6
Yorum
0
Beğeni
0,0
Puan
947
Okunma

Bir minik gözüm ben…Ve sitemim var diğer gözlere. Nerden bilebilirdim kırmızının bu kadar canlı, yıldızların yakın ve daha da önemlisi bünyemde barındırdığım mavi ve yeşilin mükemmel uyumunu. Düne kadar hiç kendimi görmemiştim ki ben. Aynalar bu kadar gösteriyor ve doğa bu kadar görmemize izin veriyor sanırdım. Öyle değilmiş işte…
Ve sitemim de bu yüzden. Kimse söylemedi bunu bana.
Desenize ben Ayşe öğretmene boş yere kızıyordum; “Ne kadar küçük yazıyor diye tahtaya.”
Ama göremiyordum ne yapayım. Kaç kere çöp atma bahanesiyle kalktım da öyle okudum tahtada yazanları.
Ve bunların hepsi bir anı artık. Bir sis vardı dünyamda çekildi, güneşli günlerin vakti şimdi.
Coğrafya derslerinde sadece bir güneşten bahsedilir. Yanlışmış oysa bunu da yeni öğrendim.
- Doğru mu?
- Eee, peki, doğduğum günden itibaren güneşi olan bir dünyada geçen hafta okulumuza gönderdiği doktor amca ve ablalarla beni karanlıklardan aydınlığa çıkartan güneşe ne demeli.
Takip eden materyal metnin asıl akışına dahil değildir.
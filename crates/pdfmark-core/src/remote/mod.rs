//! Clients for the upload and export collaborators.
//!
//! The editor never stores files itself: PDFs go to an upload endpoint and
//! flattened PNGs to an export endpoint. The wire types here are shared with
//! the server crate.

mod http;
mod memory;

pub use http::HttpCollaborator;
pub use memory::{MemoryCollaborator, RecordedUpload};

use crate::error::NetworkError;
use base64::Engine;
use base64::engine::general_purpose::STANDARD;
use serde::{Deserialize, Serialize};
use std::future::Future;
use std::pin::Pin;

/// Prefix of a base64 PNG data URL.
pub const PNG_DATA_URL_PREFIX: &str = "data:image/png;base64,";

/// Boxed future for collaborator calls.
pub type BoxFuture<'a, T> = Pin<Box<dyn Future<Output = T> + 'a>>;

/// Result type for collaborator calls.
pub type RemoteResult<T> = Result<T, NetworkError>;

/// Successful upload response.
///
/// Both fields are optional on the wire so a malformed success can be told
/// apart from a transport failure.
#[derive(Debug, Clone, Default, PartialEq, Eq, Serialize, Deserialize)]
pub struct UploadResponse {
    #[serde(rename = "pdfUrl", default, skip_serializing_if = "Option::is_none")]
    pub pdf_url: Option<String>,
    /// Stored filename without extension.
    #[serde(default, skip_serializing_if = "Option::is_none")]
    pub filename: Option<String>,
}

impl UploadResponse {
    pub fn new(pdf_url: impl Into<String>, filename: impl Into<String>) -> Self {
        Self {
            pdf_url: Some(pdf_url.into()),
            filename: Some(filename.into()),
        }
    }

    /// The URL and filename, if both are present and non-empty.
    pub fn validated(&self) -> Option<(&str, &str)> {
        let url = self.pdf_url.as_deref().filter(|s| !s.is_empty())?;
        let filename = self.filename.as_deref().filter(|s| !s.is_empty())?;
        Some((url, filename))
    }
}

/// Export request body.
#[derive(Debug, Clone, PartialEq, Eq, Serialize, Deserialize)]
pub struct ExportRequest {
    /// `data:image/png;base64,...`
    pub image_data: String,
    pub filename: String,
}

impl ExportRequest {
    /// Package encoded PNG bytes as a data URL.
    pub fn from_png(png: &[u8], filename: impl Into<String>) -> Self {
        Self {
            image_data: format!("{}{}", PNG_DATA_URL_PREFIX, STANDARD.encode(png)),
            filename: filename.into(),
        }
    }
}

/// Successful export response.
#[derive(Debug, Clone, PartialEq, Eq, Serialize, Deserialize)]
pub struct ExportResponse {
    pub url: String,
}

/// Error body returned by either endpoint.
///
/// Plain failures carry `error`; validation failures carry `message` plus a
/// per-field list in `errors`.
#[derive(Debug, Clone, Default, PartialEq, Eq, Serialize, Deserialize)]
pub struct ErrorBody {
    #[serde(default, skip_serializing_if = "Option::is_none")]
    pub error: Option<String>,
    #[serde(default, skip_serializing_if = "Option::is_none")]
    pub message: Option<String>,
    #[serde(default, skip_serializing_if = "Option::is_none")]
    pub errors: Option<std::collections::BTreeMap<String, Vec<String>>>,
}

impl ErrorBody {
    pub fn error(message: impl Into<String>) -> Self {
        Self {
            error: Some(message.into()),
            ..Self::default()
        }
    }

    /// The most specific human-readable message in the body.
    pub fn into_message(self) -> Option<String> {
        self.error.or(self.message)
    }
}

/// The upload and export endpoints.
pub trait Collaborator: Send + Sync {
    /// Upload a PDF.
    fn upload(&self, file_name: &str, bytes: &[u8]) -> BoxFuture<'_, RemoteResult<UploadResponse>>;

    /// Store a flattened PNG.
    fn export(&self, request: &ExportRequest) -> BoxFuture<'_, RemoteResult<ExportResponse>>;
}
O öyle bir güneş ki, doğdu mu bir kere hayatlara batmıyor bir daha.
Dün hastanede hemşire abla anlatıyordu anneme, hani o okulumuza gelen doktor amca vardı ya; (ben Işık Doktor diyorum kendisine) Deniz Feneri Derneği’nden gelmiş meğer ve okulumuz gibi beş okulu daha ziyaret ederek 5252 minik gözle göz göze gelmiş. Bunlardan ben dahil 390 tanesinde müdahale edilmesi gereken kusurlar tespit etmiş ve işte bugün benim geldiğim gibi hepsi hastaneye gönderilmiş. Işık doktor ışık olmuş gözlere. Yeryüzünün güneşi Deniz Feneri, ben ki: “Herkes bu kadar görüyor sanıyorken” ufkumu açtın. Işığın aydınlattı hayatımı. Daha ötesi var mı?
Gözümsün…
Sönmesin ışığın, sönmesin ki, ışık olasın binlerce minik göze.